The agreement called for each of the 12 members of the Pac-12 to face a member of the 12-school Big Ten in football beginning in 2017. The scheduling pact would also extend to other sports within the leagues.
Statements by the respective conference commissioners can be read below, but the gist is that a handful of Pac-12 schools reportedly had reservations about the agreement because the league plays a nine-game slate — that’s been rumored for some time. The Big Ten, on the other hand, only plays and eight-game conference schedule.
It’s a disappointing move for fans, and you can kiss the “playoff will force stronger scheduling” argument goodbye.
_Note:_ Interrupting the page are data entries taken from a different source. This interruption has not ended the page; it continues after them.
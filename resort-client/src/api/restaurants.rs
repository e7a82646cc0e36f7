use shared::models::{
    Restaurant, RestaurantCreate, RestaurantStatus, RestaurantStatusUpdate, RestaurantUpdate,
};
use shared::response::ApiResponse;

use super::{into_data, into_unit};
use crate::ClientResult;
use crate::client::HttpClient;

/// `/restaurants` (outlets)
pub struct RestaurantsApi<'a, C> {
    http: &'a C,
}

impl<'a, C: HttpClient> RestaurantsApi<'a, C> {
    pub(crate) fn new(http: &'a C) -> Self {
        Self { http }
    }

    pub async fn list(&self) -> ClientResult<Vec<Restaurant>> {
        let resp: ApiResponse<Vec<Restaurant>> = self.http.get("restaurants").await?;
        into_data(resp, "restaurants")
    }

    pub async fn list_by_resort(&self, resort_id: i64) -> ClientResult<Vec<Restaurant>> {
        let resp: ApiResponse<Vec<Restaurant>> = self
            .http
            .get(&format!("resorts/{}/restaurants", resort_id))
            .await?;
        into_data(resp, "restaurants")
    }

    pub async fn get(&self, id: i64) -> ClientResult<Restaurant> {
        let resp: ApiResponse<Restaurant> = self.http.get(&format!("restaurants/{}", id)).await?;
        into_data(resp, "restaurant")
    }

    pub async fn create(&self, data: &RestaurantCreate) -> ClientResult<Restaurant> {
        let resp: ApiResponse<Restaurant> = self.http.post("restaurants", data).await?;
        into_data(resp, "restaurant")
    }

    pub async fn update(&self, id: i64, data: &RestaurantUpdate) -> ClientResult<Restaurant> {
        let resp: ApiResponse<Restaurant> =
            self.http.put(&format!("restaurants/{}", id), data).await?;
        into_data(resp, "restaurant")
    }

    /// Open or close an outlet
    pub async fn set_status(&self, id: i64, status: RestaurantStatus) -> ClientResult<Restaurant> {
        let body = RestaurantStatusUpdate { status };
        let resp: ApiResponse<Restaurant> = self
            .http
            .patch(&format!("restaurants/{}/status", id), &body)
            .await?;
        into_data(resp, "restaurant")
    }

    pub async fn delete(&self, id: i64) -> ClientResult<()> {
        let resp = self.http.delete(&format!("restaurants/{}", id)).await?;
        into_unit(resp)
    }
}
Anyway, here are the statements:
Pac-12 commissioner Larry Scott:
“After extensive deliberation and consultation with member institutions, television partners and others,
the Pac-12 and Big Ten have decided not to pursue the previously announced plans for enhanced
scheduling collaboration across all sports at this time. While we continue to value our close relationship,
particularly our partnership in the Rose Bowl, the Pac-12 came to the conclusion that it’s in our
best interests to maintain our 9-game conference schedule and maximum flexibility in out-of-conference
scheduling. Thus, the Pac-12 decided not to lock into the proposed mandatory 12-game
schedule in football.”
Big Ten commissioner Jim Delany:
“We are disappointed to announce today that the Big Ten Pac-12 strategic collaboration announced
jointly in December 2011 unfortunately will not be consummated. We recently learned from Pac-12
Commissioner Larry Scott that the complications associated with coordinating a non-conference football
schedule for 24 teams across two conferences proved to be too difficult. Those complications,
among other things, included the Pac-12’s nine-game conference schedule and previous nonconference
“A great effort was made by both conference staffs to create football schedules that would address the
variety of complexities, but in the end, we were just not able to do so.
“While everyone at the Big Ten is disappointed by the news, we look forward to continuing the historic
partnership that we have with the Pac-12 and to working together on other matters in the future.”